* [YOUR TASK]: Each record has to be returned exactly as it appears.

[STORED DATA — start]

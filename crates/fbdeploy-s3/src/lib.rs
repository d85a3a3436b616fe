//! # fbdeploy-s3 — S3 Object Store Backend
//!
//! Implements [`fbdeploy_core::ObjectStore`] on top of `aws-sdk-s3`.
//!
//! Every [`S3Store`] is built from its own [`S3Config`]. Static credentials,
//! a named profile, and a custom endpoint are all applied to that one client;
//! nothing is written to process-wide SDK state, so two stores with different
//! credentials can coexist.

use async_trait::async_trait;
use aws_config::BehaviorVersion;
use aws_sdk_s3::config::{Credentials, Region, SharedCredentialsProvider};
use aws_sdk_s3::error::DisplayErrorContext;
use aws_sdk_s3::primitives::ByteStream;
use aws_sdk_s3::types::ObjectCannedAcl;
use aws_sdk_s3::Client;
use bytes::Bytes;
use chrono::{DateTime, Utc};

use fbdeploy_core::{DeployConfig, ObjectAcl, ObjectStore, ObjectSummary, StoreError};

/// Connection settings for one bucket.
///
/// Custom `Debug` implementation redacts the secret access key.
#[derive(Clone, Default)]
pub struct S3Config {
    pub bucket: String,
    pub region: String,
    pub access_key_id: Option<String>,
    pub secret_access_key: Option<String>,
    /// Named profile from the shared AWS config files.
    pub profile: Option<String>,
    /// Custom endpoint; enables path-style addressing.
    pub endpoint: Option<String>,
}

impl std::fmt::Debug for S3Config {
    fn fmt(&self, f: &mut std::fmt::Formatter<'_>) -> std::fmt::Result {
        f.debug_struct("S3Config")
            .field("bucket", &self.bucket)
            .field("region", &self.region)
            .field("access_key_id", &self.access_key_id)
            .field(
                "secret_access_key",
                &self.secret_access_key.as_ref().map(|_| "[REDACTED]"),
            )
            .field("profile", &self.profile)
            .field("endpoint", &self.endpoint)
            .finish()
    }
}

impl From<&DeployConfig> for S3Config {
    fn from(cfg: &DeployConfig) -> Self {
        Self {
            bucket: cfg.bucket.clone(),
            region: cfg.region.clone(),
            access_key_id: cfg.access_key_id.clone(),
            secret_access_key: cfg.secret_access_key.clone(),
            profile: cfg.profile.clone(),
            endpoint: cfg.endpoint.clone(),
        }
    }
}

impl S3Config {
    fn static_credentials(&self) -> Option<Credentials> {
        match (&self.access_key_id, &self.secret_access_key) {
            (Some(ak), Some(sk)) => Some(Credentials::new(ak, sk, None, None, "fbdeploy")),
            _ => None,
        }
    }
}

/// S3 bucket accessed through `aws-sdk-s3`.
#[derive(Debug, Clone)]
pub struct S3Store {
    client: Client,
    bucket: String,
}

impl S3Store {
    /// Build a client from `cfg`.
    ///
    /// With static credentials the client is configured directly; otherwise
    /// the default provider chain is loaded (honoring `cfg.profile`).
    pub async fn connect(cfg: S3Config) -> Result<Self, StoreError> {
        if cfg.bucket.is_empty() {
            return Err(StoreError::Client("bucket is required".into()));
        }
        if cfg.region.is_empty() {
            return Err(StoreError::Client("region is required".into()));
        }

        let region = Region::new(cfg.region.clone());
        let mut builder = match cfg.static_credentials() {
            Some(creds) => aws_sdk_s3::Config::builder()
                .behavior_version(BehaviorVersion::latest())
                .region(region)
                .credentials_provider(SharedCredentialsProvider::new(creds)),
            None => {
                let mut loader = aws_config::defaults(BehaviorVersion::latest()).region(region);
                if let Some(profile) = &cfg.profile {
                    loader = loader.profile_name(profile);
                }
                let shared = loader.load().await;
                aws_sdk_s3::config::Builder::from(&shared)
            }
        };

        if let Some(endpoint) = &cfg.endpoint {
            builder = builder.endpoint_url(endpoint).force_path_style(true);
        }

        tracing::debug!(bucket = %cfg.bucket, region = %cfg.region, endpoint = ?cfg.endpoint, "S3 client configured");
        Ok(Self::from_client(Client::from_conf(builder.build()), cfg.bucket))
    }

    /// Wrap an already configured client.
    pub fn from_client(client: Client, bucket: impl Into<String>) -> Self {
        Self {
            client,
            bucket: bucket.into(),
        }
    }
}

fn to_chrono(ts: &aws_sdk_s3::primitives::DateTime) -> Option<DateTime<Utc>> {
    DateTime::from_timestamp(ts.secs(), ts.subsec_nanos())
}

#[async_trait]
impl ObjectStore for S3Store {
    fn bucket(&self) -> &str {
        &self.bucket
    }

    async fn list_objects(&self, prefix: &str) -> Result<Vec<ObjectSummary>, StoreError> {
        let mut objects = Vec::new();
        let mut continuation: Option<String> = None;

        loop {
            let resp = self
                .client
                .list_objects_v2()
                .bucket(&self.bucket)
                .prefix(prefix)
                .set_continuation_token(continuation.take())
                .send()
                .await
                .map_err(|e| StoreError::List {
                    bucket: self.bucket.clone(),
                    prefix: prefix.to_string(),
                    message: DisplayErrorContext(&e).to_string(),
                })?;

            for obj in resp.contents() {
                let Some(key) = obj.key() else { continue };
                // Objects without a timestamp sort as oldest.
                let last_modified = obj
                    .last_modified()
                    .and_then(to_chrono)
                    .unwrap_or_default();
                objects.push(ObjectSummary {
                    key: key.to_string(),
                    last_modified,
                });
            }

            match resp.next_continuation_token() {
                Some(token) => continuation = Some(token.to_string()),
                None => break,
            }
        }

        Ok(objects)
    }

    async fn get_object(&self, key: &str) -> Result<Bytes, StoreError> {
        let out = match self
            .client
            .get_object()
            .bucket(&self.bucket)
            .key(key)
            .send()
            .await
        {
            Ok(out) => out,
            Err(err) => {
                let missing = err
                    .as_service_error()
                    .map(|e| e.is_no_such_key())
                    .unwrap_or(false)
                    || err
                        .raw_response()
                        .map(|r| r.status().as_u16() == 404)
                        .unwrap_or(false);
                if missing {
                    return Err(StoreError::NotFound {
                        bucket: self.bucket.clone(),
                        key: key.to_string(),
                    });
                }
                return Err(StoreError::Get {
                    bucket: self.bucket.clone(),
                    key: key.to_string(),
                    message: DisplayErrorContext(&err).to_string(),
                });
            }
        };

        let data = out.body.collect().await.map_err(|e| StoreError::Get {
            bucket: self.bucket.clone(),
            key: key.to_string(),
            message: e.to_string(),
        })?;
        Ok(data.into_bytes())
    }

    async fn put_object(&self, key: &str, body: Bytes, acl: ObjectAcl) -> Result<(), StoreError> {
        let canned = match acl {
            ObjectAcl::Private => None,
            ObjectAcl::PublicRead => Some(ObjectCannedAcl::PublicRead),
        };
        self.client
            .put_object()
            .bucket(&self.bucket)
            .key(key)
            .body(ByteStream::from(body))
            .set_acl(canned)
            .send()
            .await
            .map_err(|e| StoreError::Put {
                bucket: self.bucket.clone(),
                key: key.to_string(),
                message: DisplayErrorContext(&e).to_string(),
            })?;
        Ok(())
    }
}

[STORED DATA — finish]

* [OUTPUT FOR THIS TASK]:
filename crates/fbdeploy-s3/src/lib.rs
repository d85a3a3436b616fe
//! # fbdeploy-s3 — S3 Object Store Backend
//!
//! Implements [`fbdeploy_core::ObjectStore`] on top of `aws-sdk-s3`.
//!
//! Every [`S3Store`] is built from its own [`S3Config`]. Static credentials,
//! a named profile, and a custom endpoint are all applied to that one client;
//! nothing is written to process-wide SDK state, so two stores with different
//! credentials can coexist.

use async_trait::async_trait;
use aws_config::BehaviorVersion;
use aws_sdk_s3::config::{Credentials, Region, SharedCredentialsProvider};
use aws_sdk_s3::error::DisplayErrorContext;
use aws_sdk_s3::primitives::ByteStream;
use aws_sdk_s3::types::ObjectCannedAcl;
use aws_sdk_s3::Client;
use bytes::Bytes;
use chrono::{DateTime, Utc};

use fbdeploy_core::{DeployConfig, ObjectAcl, ObjectStore, ObjectSummary, StoreError};

/// Connection settings for one bucket.
///
/// Custom `Debug` implementation redacts the secret access key.
#[derive(Clone, Default)]
pub struct S3Config {
    pub bucket: String,
    pub region: String,
    pub access_key_id: Option<String>,
    pub secret_access_key: Option<String>,
    /// Named profile from the shared AWS config files.
    pub profile: Option<String>,
    /// Custom endpoint; enables path-style addressing.
    pub endpoint: Option<String>,
}

impl std::fmt::Debug for S3Config {
    fn fmt(&self, f: &mut std::fmt::Formatter<'_>) -> std::fmt::Result {
        f.debug_struct("S3Config")
            .field("bucket", &self.bucket)
            .field("region", &self.region)
            .field("access_key_id", &self.access_key_id)
            .field(
                "secret_access_key",
                &self.secret_access_key.as_ref().map(|_| "[REDACTED]"),
            )
            .field("profile", &self.profile)
            .field("endpoint", &self.endpoint)
            .finish()
    }
}

impl From<&DeployConfig> for S3Config {
    fn from(cfg: &DeployConfig) -> Self {
        Self {
            bucket: cfg.bucket.clone(),
            region: cfg.region.clone(),
            access_key_id: cfg.access_key_id.clone(),
            secret_access_key: cfg.secret_access_key.clone(),
            profile: cfg.profile.clone(),
            endpoint: cfg.endpoint.clone(),
        }
    }
}

impl S3Config {
    fn static_credentials(&self) -> Option<Credentials> {
        match (&self.access_key_id, &self.secret_access_key) {
            (Some(ak), Some(sk)) => Some(Credentials::new(ak, sk, None, None, "fbdeploy")),
            _ => None,
        }
    }
}

/// S3 bucket accessed through `aws-sdk-s3`.
#[derive(Debug, Clone)]
pub struct S3Store {
    client: Client,
    bucket: String,
}

impl S3Store {
    /// Build a client from `cfg`.
    ///
    /// With static credentials the client is configured directly; otherwise
    /// the default provider chain is loaded (honoring `cfg.profile`).
    pub async fn connect(cfg: S3Config) -> Result<Self, StoreError> {
        if cfg.bucket.is_empty() {
            return Err(StoreError::Client("bucket is required".into()));
        }
        if cfg.region.is_empty() {
            return Err(StoreError::Client("region is required".into()));
        }

        let region = Region::new(cfg.region.clone());
        let mut builder = match cfg.static_credentials() {
            Some(creds) => aws_sdk_s3::Config::builder()
                .behavior_version(BehaviorVersion::latest())
                .region(region)
                .credentials_provider(SharedCredentialsProvider::new(creds)),
            None => {
                let mut loader = aws_config::defaults(BehaviorVersion::latest()).region(region);
                if let Some(profile) = &cfg.profile {
                    loader = loader.profile_name(profile);
                }
                let shared = loader.load().await;
                aws_sdk_s3::config::Builder::from(&shared)
            }
        };

        if let Some(endpoint) = &cfg.endpoint {
            builder = builder.endpoint_url(endpoint).force_path_style(true);
        }

        tracing::debug!(bucket = %cfg.bucket, region = %cfg.region, endpoint = ?cfg.endpoint, "S3 client configured");
        Ok(Self::from_client(Client::from_conf(builder.build()), cfg.bucket))
    }

    /// Wrap an already configured client.
    pub fn from_client(client: Client, bucket: impl Into<String>) -> Self {
        Self {
            client,
            bucket: bucket.into(),
        }
    }
}

fn to_chrono(ts: &aws_sdk_s3::primitives::DateTime) -> Option<DateTime<Utc>> {
    DateTime::from_timestamp(ts.secs(), ts.subsec_nanos())
}

#[async_trait]
impl ObjectStore for S3Store {
    fn bucket(&self) -> &str {
        &self.bucket
    }

    async fn list_objects(&self, prefix: &str) -> Result<Vec<ObjectSummary>, StoreError> {
        let mut objects = Vec::new();
        let mut continuation: Option<String> = None;

        loop {
            let resp = self
                .client
                .list_objects_v2()
                .bucket(&self.bucket)
                .prefix(prefix)
                .set_continuation_token(continuation.take())
                .send()
                .await
                .map_err(|e| StoreError::List {
                    bucket: self.bucket.clone(),
                    prefix: prefix.to_string(),
                    message: DisplayErrorContext(&e).to_string(),
                })?;

            for obj in resp.contents() {
                let Some(key) = obj.key() else { continue };
                // Objects without a timestamp sort as oldest.
                let last_modified = obj
                    .last_modified()
                    .and_then(to_chrono)
                    .unwrap_or_default();
                objects.push(ObjectSummary {
                    key: key.to_string(),
                    last_modified,
                });
            }

            match resp.next_continuation_token() {
                Some(token) => continuation = Some(token.to_string()),
                None => break,
            }
        }

        Ok(objects)
    }

    async fn get_object(&self, key: &str) -> Result<Bytes, StoreError> {
        let out = match self
            .client
            .get_object()
            .bucket(&self.bucket)
            .key(key)
            .send()
            .await
        {
            Ok(out) => out,
            Err(err) => {
                let missing = err
                    .as_service_error()
                    .map(|e| e.is_no_such_key())
                    .unwrap_or(false)
                    || err
                        .raw_response()
                        .map(|r| r.status().as_u16() == 404)
                        .unwrap_or(false);
                if missing {
                    return Err(StoreError::NotFound {
                        bucket: self.bucket.clone(),
                        key: key.to_string(),
                    });
                }
                return Err(StoreError::Get {
                    bucket: self.bucket.clone(),
                    key: key.to_string(),
                    message: DisplayErrorContext(&err).to_string(),
                });
            }
        };

        let data = out.body.collect().await.map_err(|e| StoreError::Get {
            bucket: self.bucket.clone(),
            key: key.to_string(),
            message: e.to_string(),
        })?;
        Ok(data.into_bytes())
    }

    async fn put_object(&self, key: &str, body: Bytes, acl: ObjectAcl) -> Result<(), StoreError> {
        let canned = match acl {
            ObjectAcl::Private => None,
            ObjectAcl::PublicRead => Some(ObjectCannedAcl::PublicRead),
        };
        self.client
            .put_object()
            .bucket(&self.bucket)
            .key(key)
            .body(ByteStream::from(body))
            .set_acl(canned)
            .send()
            .await
            .map_err(|e| StoreError::Put {
                bucket: self.bucket.clone(),
                key: key.to_string(),
                message: DisplayErrorContext(&e).to_string(),
            })?;
        Ok(())
    }
}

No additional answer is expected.